Emblem Corp., EMC, 2,39$  : Aurora est le titre favori de Neil Maruoka, de Canaccord Genuity, mais Emblem reçoit une mention spéciale justement parce que le minuscule producteur ontarien de cannabis médical reste niché dans sa spécialité, pour l’instant.

Emblem est le seul titre suivi par M. Maruoka dont la recommandation d’achat ne dépend pas du potentiel de la légalisation attendue du cannabis récréatif.

Menée par l’ex-président de Perdu Pharma, John Stewart, sa stratégie vise à gagner des parts du marché médical grâce à des produits de haute qualité alors que ses rivaux lorgnent le plus gros marché de cannabis récréatif.

L’entreprise ontarienne recrute graduellement des patients dans le réseau de 11 cliniques GrowWise qu’elle détient à moitié.

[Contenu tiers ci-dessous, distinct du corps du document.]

//! Shape data: the persisted representation of a drawn box or polygon.

use crate::model::geometry::{Point, Rect};

/// Minimum number of points required for a valid polygon.
pub const MIN_POLYGON_POINTS: usize = 3;

/// A bounding shape with its category, tags, and nested child shapes.
///
/// `parts` holds sub-object shapes (e.g. a sail as part of a boat). Parts
/// are owned by value, so the structure is always a forest; cycles cannot
/// be constructed. A part's category may differ from its parent's.
#[derive(Debug, Clone, PartialEq)]
pub enum ShapeData {
    /// Axis-aligned bounding box.
    Box {
        category: String,
        bounds: Rect,
        tags: Vec<String>,
        parts: Vec<ShapeData>,
    },
    /// Closed polygon with at least [`MIN_POLYGON_POINTS`] points.
    Polygon {
        category: String,
        points: Vec<Point>,
        tags: Vec<String>,
        parts: Vec<ShapeData>,
    },
}

impl ShapeData {
    /// Create a box shape with no tags or parts.
    pub fn new_box(category: &str, bounds: Rect) -> Self {
        ShapeData::Box {
            category: category.to_string(),
            bounds,
            tags: Vec::new(),
            parts: Vec::new(),
        }
    }

    /// Create a polygon shape with no tags or parts.
    pub fn new_polygon(category: &str, points: Vec<Point>) -> Self {
        ShapeData::Polygon {
            category: category.to_string(),
            points,
            tags: Vec::new(),
            parts: Vec::new(),
        }
    }

    /// Attach tags, builder style.
    pub fn with_tags(mut self, new_tags: Vec<String>) -> Self {
        match &mut self {
            ShapeData::Box { tags, .. } | ShapeData::Polygon { tags, .. } => *tags = new_tags,
        }
        self
    }

    /// Attach child parts, builder style.
    pub fn with_parts(mut self, new_parts: Vec<ShapeData>) -> Self {
        match &mut self {
            ShapeData::Box { parts, .. } | ShapeData::Polygon { parts, .. } => *parts = new_parts,
        }
        self
    }

    pub fn category(&self) -> &str {
        match self {
            ShapeData::Box { category, .. } | ShapeData::Polygon { category, .. } => category,
        }
    }

    pub fn set_category(&mut self, name: &str) {
        match self {
            ShapeData::Box { category, .. } | ShapeData::Polygon { category, .. } => {
                *category = name.to_string();
            }
        }
    }

    pub fn tags(&self) -> &[String] {
        match self {
            ShapeData::Box { tags, .. } | ShapeData::Polygon { tags, .. } => tags,
        }
    }

    pub fn parts(&self) -> &[ShapeData] {
        match self {
            ShapeData::Box { parts, .. } | ShapeData::Polygon { parts, .. } => parts,
        }
    }

    pub fn parts_mut(&mut self) -> &mut Vec<ShapeData> {
        match self {
            ShapeData::Box { parts, .. } | ShapeData::Polygon { parts, .. } => parts,
        }
    }

    pub fn is_box(&self) -> bool {
        matches!(self, ShapeData::Box { .. })
    }

    pub fn is_polygon(&self) -> bool {
        matches!(self, ShapeData::Polygon { .. })
    }

    /// Visit this shape and all nested parts, depth-first, parent before
    /// children.
    pub fn visit(&self, f: &mut impl FnMut(&ShapeData)) {
        f(self);
        for part in self.parts() {
            part.visit(f);
        }
    }

    /// Total number of shapes in this tree, including `self`.
    pub fn node_count(&self) -> usize {
        1 + self.parts().iter().map(ShapeData::node_count).sum::<usize>()
    }

    /// Rename every occurrence of a category in this tree.
    pub fn rename_category(&mut self, from: &str, to: &str) {
        if self.category() == from {
            self.set_category(to);
        }
        for part in self.parts_mut() {
            part.rename_category(from, to);
        }
    }

    /// Validate geometry against the image dimensions.
    ///
    /// Boxes must be ordered and lie entirely inside the image; polygons
    /// need at least [`MIN_POLYGON_POINTS`] points, each inside the image.
    /// Returns a descriptive message for the first violation found; nested
    /// parts are checked too.
    pub fn validate(&self, width: f64, height: f64) -> Result<(), String> {
        match self {
            ShapeData::Box { bounds, .. } => {
                if !bounds.is_ordered() {
                    return Err("invalid bounding-box coordinates (min must be less than max)"
                        .to_string());
                }
                if !bounds.is_within(width, height) {
                    return Err("bounding-box coordinates outside image bounds".to_string());
                }
            }
            ShapeData::Polygon { points, .. } => {
                if points.len() < MIN_POLYGON_POINTS {
                    return Err(format!(
                        "a polygon must have at least {MIN_POLYGON_POINTS} points"
                    ));
                }
                if let Some(p) = points.iter().find(|p| !p.is_within(width, height)) {
                    return Err(format!(
                        "polygon point ({}, {}) outside image bounds",
                        p.x, p.y
                    ));
                }
            }
        }
        for part in self.parts() {
            part.validate(width, height)?;
        }
        Ok(())
    }
}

Ses futurs médicaments et traitements à base de cannabis devraient aussi lui permettre de vendre ses produits à un prix par gramme de cannabis séché de deux à trois fois supérieur au prix de gros moyen de l’industrie.

L’approbation prochaine de Santé Canada pour la vente d’huiles et d’extraits de cannabis devrait aussi revaloriser son titre en Bourse.

Dans l’éventualité où le processus légalisation du pot récréatif se prolonge indument ou que les prix chutent parce que la production croît plus vite que la demande, Emblem serait moins frappée, espère l’analyste.

M. Muruoka projette que les revenus grimperont de 4,8 M$ en 2019 à 44 M$, en 2022. Son bénéfice d’exploitation devrait passer de 600 000 $ en 2019 à 17 M$ trois ans plus tard.

La seule production de cannabis médical vaut 3,18$ par action (en fonction de la valeur actualisée des futurs flux de trésorerie), soit 23 % de plus que le cours actuel.

L’analyste y ajoute 0,59 $ par action pour le potentiel de ventes de marijuana récréative, pour un cours cible de 3,75 $.